Coordinators: Marco Aparicio Wilhelmi (Departament de Dret Públic, Universitat de Girona), Irene Sabaté Muriel (Departament d’Antropologia Social, Universitat de Barcelona), Miguel Ruiz (Universitat de Barcelona (TEVIPROP) y Observatori DESCA, Universitat de Barcelona), João França (Departament d’Antropologia Social, Universitat de Barcelona, c. Montalegre)
Description of the meeting
This workshop will explore the relationship between the anthropological conception of property, limited to the arena of residential real estate, and the problems surrounding housingin Spain, within the framework of a housing crisis that goes back to the burst of the real estate bubble in 2007-8, and which has been mutating in form since then, with the housing rights of wide social sectors being violated. The different sessions will combine theoretical reflection, the building of methodological toolkits, and the study of particular cases.
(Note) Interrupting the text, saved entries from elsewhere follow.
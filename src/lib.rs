// blegate Source Code File
//
// Copyright 2025 Nonpolynomial Labs LLC. All rights reserved.
//
// Licensed under the BSD 3-Clause license. See LICENSE file in the project root
// for full license information.

//! blegate is a Bluetooth Low Energy (BLE) central gateway core.
//!
//! It sits between an embedding caller (a game loop, a scripting host, a daemon) and a platform
//! BLE stack. The caller issues fire-and-forget commands on a [`Gateway`](gateway::Gateway) and
//! observes every outcome as an [`Event`](api::Event) on a single ordered event stream.
//!
//! The gateway owns:
//!
//! - a device registry, keyed by [`BDAddr`](api::BDAddr);
//! - a scan coordinator, which allows one discovery session at a time;
//! - one connection session per connected device, which serializes GATT operations and owns the
//!   cancellation scope for everything it started;
//! - an event bus with bounded per-subscriber buffering.
//!
//! The platform stack is consumed through the [`Transport`](api::Transport) and
//! [`Link`](api::Link) traits. With the `platform` feature, [`platform::BtleplugTransport`]
//! implements them on top of btleplug.
//!
//! ```no_run
//! # async fn run(transport: impl blegate::api::Transport) -> blegate::Result<()> {
//! use blegate::api::{Event, ScanFilter};
//! use blegate::gateway::Gateway;
//!
//! let gateway = Gateway::start(transport, Default::default());
//! let mut events = gateway.subscribe_events();
//! gateway.start_scan(ScanFilter::default()).await?;
//! while let Some(event) = events.recv().await {
//!     if let Event::DeviceFound { address, .. } = event {
//!         gateway.connect(address).await?;
//!         break;
//!     }
//! }
//! gateway.shutdown().await;
//! # Ok(())
//! # }
//! ```

use std::result;
use std::time::Duration;

use crate::api::{BDAddr, SessionState};

pub mod api;
pub mod command;
mod common;
pub mod config;
pub mod gateway;
pub mod hex;
#[cfg(any(test, feature = "mock"))]
pub mod mock;
#[cfg(feature = "platform")]
pub mod platform;
mod scan;
mod session;

pub use common::event_bus::{EventBus, EventSubscription};

/// The main error type returned by most methods in blegate, and carried by error events.
#[derive(Debug, thiserror::Error, Clone, PartialEq)]
pub enum Error {
    #[error("Permission denied")]
    PermissionDenied,

    #[error("A scan is already running")]
    AlreadyScanning,

    #[error("Device {0} is already connected")]
    AlreadyConnected(BDAddr),

    #[error("Device {0} is already connecting")]
    AlreadyConnecting(BDAddr),

    #[error("Device {0} not found")]
    NotFound(BDAddr),

    #[error("Device {0} is not ready for GATT operations")]
    NotReady(BDAddr),

    #[error("{0}")]
    TransportError(String),

    #[error("Operation cancelled")]
    Cancelled,

    #[error("Timed out after {0:?}")]
    TimedOut(Duration),

    #[error("Event subscriber overflowed, {0} events dropped")]
    Overflow(u64),

    #[error("Invalid argument: {0}")]
    InvalidArgument(String),

    #[error("Invalid session transition: {input} while {state:?}")]
    InvalidTransition {
        state: SessionState,
        input: &'static str,
    },

    #[error("The gateway has been shut down")]
    GatewayStopped,
}

/// Convenience type for a result using the blegate [`Error`] type.
pub type Result<T> = result::Result<T, Error>;

impl From<api::ParseBDAddrError> for Error {
    fn from(e: api::ParseBDAddrError) -> Self {
        Error::InvalidArgument(e.to_string())
    }
}

impl From<uuid::Error> for Error {
    fn from(e: uuid::Error) -> Self {
        Error::InvalidArgument(e.to_string())
    }
}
The first sessions will deal with the tensions between the right to housing and the right to property from a theoretical point of view. Scholars from the fields of Law and Anthropology will share a socio-legal interdisciplinary analysis around the discourses, strategies and practices of the actors involved in the housing issue. In opposition to approaches that naturalize private property, which relate it to some kind of instinct or timeless reality, the perspective adopted here assumes that property is a social and legal institution. During the sessions devoted to building a methodological toolkit for the research of the tensions between the right to housing and the right to property, researchers will be invited to share their experience in the intersections of Law and Anthropology. It will be discussed how to study those tensions in the analysis of law and jurisprudence, how to design ethnographies that deal with the notions of justice of the different actors involved in the housing crisis, and how to articulate interdisciplinary collaborations involving different methodologies. There will also be sessions devoted to specific cases that are particularly productive in the study of different conceptions of justice around the right to housing and the right to property. On the one hand, the unlawful occupation of empty homes emerges as a vindication of the right to use dwellers beyond property relations, with different degrees of legitimacy being attributed to different kinds of occupation. On the other hand, discrimination in access results from the power of owners to deny access to housing to certain groups, within the framework of unrestricted conceptions of property rights.